Growing wheat in New Zealand
The wheat plant is a type of grass which develops over the course of a year, maturing in the summer ready for grain harvesting in late January and February. Some wheats are planted in the autumn and require a period of cold before they will form grain in late spring. Others are planted in the spring and require no cold for normal growth and grain development. In New Zealand about half the total wheat production comes from autumn plantings and half from spring plantings.
Canterbury is the major wheat producing district for both autumn and spring wheats. Autumn or spring planting is determined by climatic factors such as rainfall and environmental factors such as disease. Spring wheats generally have better bread baking qualities than autumn wheats, so end-use is also an important consideration.
Wheat plants grow several side shoots called tillers from a crown which is just below ground level. Each of these tillers grows a long stem which bears a flowering head at its top. The length of these tillers varies greatly between different wheats, some being extremely short (less than 20cm) while other are extremely tall (over 1m!). Modern wheats are generally 80cm to 1m tall.
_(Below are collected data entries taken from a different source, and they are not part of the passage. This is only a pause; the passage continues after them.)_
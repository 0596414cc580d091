//! Runtime configuration
//!
//! Read once from the environment at startup. Missing or unparsable values
//! log and fall back to their defaults.

use std::{env, fmt::Display, path::PathBuf, str::FromStr, time::Duration};

use log::{info, warn};

pub const DB_PATH_KEY: &str = "TRANSTERM_DB_PATH";
pub const LOG_DIR_KEY: &str = "TRANSTERM_LOG_DIR";
pub const SUPABASE_URL_KEY: &str = "TRANSTERM_SUPABASE_URL";
pub const SUPABASE_KEY_KEY: &str = "TRANSTERM_SUPABASE_KEY";
pub const DEBOUNCE_KEY: &str = "TRANSTERM_SEARCH_DEBOUNCE_MS";

/// Where terms and translations live
#[derive(Debug, Clone, PartialEq, Eq)]
pub enum Backend {
    Sqlite { path: PathBuf },
    Hosted { url: String, api_key: String },
}

#[derive(Debug, Clone, PartialEq, Eq)]
pub struct Config {
    pub backend: Backend,
    pub log_dir: PathBuf,
    pub search_debounce: Duration,
}

impl Config {
    pub fn from_env() -> Self {
        Self::from_lookup(|key| env::var(key).ok())
    }

    pub fn from_lookup<F>(lookup: F) -> Self
    where
        F: Fn(&str) -> Option<String>,
    {
        let var = |key: &str| lookup(key).map(|v| v.trim().to_string()).filter(|v| !v.is_empty());

        let sqlite = || Backend::Sqlite { path: path_or(var(DB_PATH_KEY), DB_PATH_KEY, "transterm.db") };
        let backend = match (var(SUPABASE_URL_KEY), var(SUPABASE_KEY_KEY)) {
            (Some(url), Some(api_key)) => Backend::Hosted { url, api_key },
            (None, None) => sqlite(),
            _ => {
                warn!("{SUPABASE_URL_KEY} and {SUPABASE_KEY_KEY} must both be set, using SQLite");
                sqlite()
            }
        };

        Self {
            backend,
            log_dir: path_or(var(LOG_DIR_KEY), LOG_DIR_KEY, "logs"),
            search_debounce: Duration::from_millis(try_load(var(DEBOUNCE_KEY), DEBOUNCE_KEY, 300u64)),
        }
    }
}

impl Default for Config {
    fn default() -> Self {
        Self::from_lookup(|_| None)
    }
}

fn path_or(value: Option<String>, key: &str, default: &str) -> PathBuf {
    PathBuf::from(value.unwrap_or_else(|| {
        info!("{key} not set, using default: {default}");
        default.to_string()
    }))
}

fn try_load<T: FromStr + Display>(value: Option<String>, key: &str, default: T) -> T
where
    T::Err: Display,
{
    match value {
        Some(v) => v.parse().unwrap_or_else(|e| {
            warn!("Invalid {key} value: {e}, using default: {default}");
            default
        }),
        None => {
            info!("{key} not set, using default: {default}");
            default
        }
    }
}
The wheat flowers are self-fertilised by the movement of pollen from the male part of the wheat flower (stamen) to the female part (the stigma). Each flowering head fertilises its own flower. Once this has occurred the grain begins to grow and develop.
Starch and protein are stored in the grain and used as an energy source by the new plant. The grain reaches its maximum size a month after fertilisation – this is usually in mid summer. Once the grain is fully developed the wheat plant begins to die and the grain slowly dries out. It is at this stage that harvesting interrupts the growing cycle of the wheat plant, as once the grain is dry enough, the wheat is harvested. The grain is harvested by a machine (called a combine harvester) which cuts the whole plant and separates out the grain. Grain can be stored in bulk bins if the amount of moisture in the grain is kept low.